Health regulation needs more than ‘cosmetic changes’

ASAPS President Dr Robert Sheen

“It is too late to address the issue ‘before something terrible happens” – because it already has.

 

The 60 Minutes joint investigation with The Sydney Morning Herald and The Age has shown the public what the health regulators have known for years. 

The confronting footage and testimony speak to a wider systemic problem of patient deception and exploitation, and regulator inaction.

However, a bloated bureaucracy of health departments, committees, regulators, and commissions has created a spaghetti-like system of costly inaction. It is a dangerous quagmire, and both patients and tax payers pay the price.

Traumatising consequences for patients include punctured lungs, seizure activity, cardiac arrest, liver lacerations, sepsis, disfigurement, lifelong chronic pain, excessive bleeding, psychological trauma, nerve pain, numbness – even death.

The exposé demonstrated the dangers inherent in an industry where practitioners, using the title ‘cosmetic surgeon,’ perform invasive surgical procedures despite not being registered as specialist surgeons.

ASAPS President Dr Robert Sheen, said: “Anyone cutting into patients’ bodies should do so with Australian Medical Council accredited surgical training – it is as simple as that.

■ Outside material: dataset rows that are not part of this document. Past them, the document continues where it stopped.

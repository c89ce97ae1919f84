use lazy_static::lazy_static;
use regex::Regex;
use tracing::{error, info, instrument, warn};
use uuid::Uuid;

use super::dto::{Pagination, ProfileUpdate, UpdateProfileRequest, VendorSummary};
use super::error::ProfileError;
use super::repo::ContactNumberTaken;
use super::repo_types::Vendor;
use crate::geo::parse_map_link;
use crate::hours::{is_open_at, normalize_strict, LocalInstant};
use crate::state::AppState;

/// Strips the separators people type into phone numbers, keeping digits and
/// a leading `+`. An international `00` prefix becomes `+`.
pub fn normalize_contact_number(raw: &str) -> String {
    let trimmed = raw.trim();
    let digits: String = trimmed.chars().filter(char::is_ascii_digit).collect();
    if trimmed.starts_with('+') {
        format!("+{digits}")
    } else if let Some(rest) = digits.strip_prefix("00") {
        format!("+{rest}")
    } else {
        digits
    }
}

/// Numbers are stored in international form (`+` and country code) so they
/// match the sender of WhatsApp messages exactly.
pub(crate) fn is_valid_contact_number(number: &str) -> bool {
    lazy_static! {
        static ref PHONE_RE: Regex = Regex::new(r"^\+[1-9][0-9]{9,14}$").unwrap();
    }
    PHONE_RE.is_match(number)
}

/// Checks a profile edit and converts it to its stored form.
///
/// Operating hours must already be in strict 24-hour `HH:MM`; the lenient
/// 12-hour grammar is only for reading old records back.
pub fn validate_update(req: UpdateProfileRequest) -> Result<ProfileUpdate, ProfileError> {
    let name = match req.name {
        Some(name) if name.trim().is_empty() => return Err(ProfileError::InvalidName),
        Some(name) => Some(name.trim().to_string()),
        None => None,
    };

    let contact_number = match req.contact_number {
        Some(raw) => {
            let number = normalize_contact_number(&raw);
            if !is_valid_contact_number(&number) {
                return Err(ProfileError::InvalidContactNumber);
            }
            Some(number)
        }
        None => None,
    };

    let (map_link, location) = match req.map_link {
        Some(link) => {
            let link = link.trim().to_string();
            let coords = parse_map_link(&link).ok_or(ProfileError::InvalidMapLink)?;
            (Some(link), Some(coords))
        }
        None => (None, None),
    };

    let operating_hours = req
        .operating_hours
        .as_ref()
        .map(normalize_strict)
        .transpose()?;

    let display_pic = req
        .display_pic
        .map(|p| p.trim().to_string())
        .filter(|p| !p.is_empty());

    Ok(ProfileUpdate {
        name,
        contact_number,
        map_link,
        location,
        operating_hours,
        display_pic,
    })
}

#[instrument(skip(state, req))]
pub async fn update_profile(
    state: &AppState,
    vendor_id: Uuid,
    req: UpdateProfileRequest,
) -> Result<Vendor, ProfileError> {
    let update = validate_update(req).map_err(|e| {
        warn!(error = %e, "profile update rejected");
        e
    })?;

    let vendor = state
        .store
        .apply_update(vendor_id, &update)
        .await
        .map_err(|e| {
            if e.is::<ContactNumberTaken>() {
                warn!("profile update rejected: contact number taken");
                ProfileError::ContactNumberTaken
            } else {
                error!(error = %e, "apply_update failed");
                ProfileError::Internal(e)
            }
        })?
        .ok_or_else(|| {
            warn!("profile update for unknown vendor");
            ProfileError::NotFound
        })?;

    info!(
        hours_set = update.operating_hours.is_some(),
        location_set = update.location.is_some(),
        "vendor profile updated"
    );
    Ok(vendor)
}

pub fn summarize(vendor: Vendor, at: LocalInstant) -> VendorSummary {
    let open_now = vendor
        .operating_hours
        .as_ref()
        .is_some_and(|h| is_open_at(h, at));
    VendorSummary {
        id: vendor.id,
        name: vendor.name,
        location: vendor.location,
        operating_hours: vendor.operating_hours,
        open_now,
    }
}

/// Vendor list with each entry's open/closed state at `at`.
#[instrument(skip(state))]
pub async fn list_vendors(
    state: &AppState,
    pagination: Pagination,
    at: LocalInstant,
) -> Result<Vec<VendorSummary>, ProfileError> {
    let (limit, offset) = pagination.clamped();
    let vendors = state.store.list(limit, offset).await.map_err(|e| {
        error!(error = %e, "list vendors failed");
        ProfileError::Internal(e)
    })?;

    let summaries: Vec<_> = vendors.into_iter().map(|v| summarize(v, at)).collect();
    info!(
        count = summaries.len(),
        open = summaries.iter().filter(|s| s.open_now).count(),
        "vendors listed"
    );
    Ok(summaries)
}

/// [`list_vendors`] at the current time in the configured vendor timezone.
/// Uses the configured page size when `pagination` is `None`.
pub async fn list_vendors_now(
    state: &AppState,
    pagination: Option<Pagination>,
) -> Result<Vec<VendorSummary>, ProfileError> {
    let pagination =
        pagination.unwrap_or_else(|| Pagination::with_limit(state.config.listing_default_limit));
    list_vendors(state, pagination, LocalInstant::now(state.config.local_offset)).await
}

Anything less is akin to playing a game of Operation.”

Royal Australasian College of Surgeons (RACS) President Dr Sally Langley, said: “Australians rightly expect all surgical procedures to be performed to the highest possible standards. They expect those carrying out procedures to meet nationally established educational standards, undertake regular training and be registered in an appropriate specialty.”

Dr Sheen continued: “Insufficient compulsory training, overlooked bullying of patients, horrifying standards of patient care and hygiene, and an impossible reporting and complaints system, have been overlooked for years. For years, ASAPS has been urging Australia’s health regulator and the government to fix the medical skulduggery, to little avail.

“The laws exist, they are simply not being enforced. Australia’s health regulator (AHPRA) is not regulating. And instead of focusing on patients, AHPRA is practicing a ‘duck and weave’ approach.

“It is time for AHPRA to exercise the responsibilities given to it under the National Law – a law that gives AHPRA the power to prevent patient harm in the first place. Instead, AHPRA has been skirting around an issue that is exploding, without dealing with it at the source.”

The Albanese Government must expedite the Ministerial Council’s review of medical practitioner’s use of the title ‘surgeon’, so that patients can make informed decisions and be told the truth about a practitioner’s Australian qualifications.

And beyond this, our entire health regulatory system needs more than ‘cosmetic changes’. It needs a total overhaul. The lack of regulation, transparency, and action must be corrected.”

The need for reform has been further highlighted in multiple reports in the media, such as the brave reporting of Adele Ferguson for 60 Minutes, The Sydney Morning Herald, The Age, and Four Corners, which have uncovered a number of cases of serious patient harm at the hands of medical professionals calling themselves ‘cosmetic surgeons’.

“It is too late to address the issue ‘before something terrible happens’ – because it already has,” Dr Robert Sheen continued.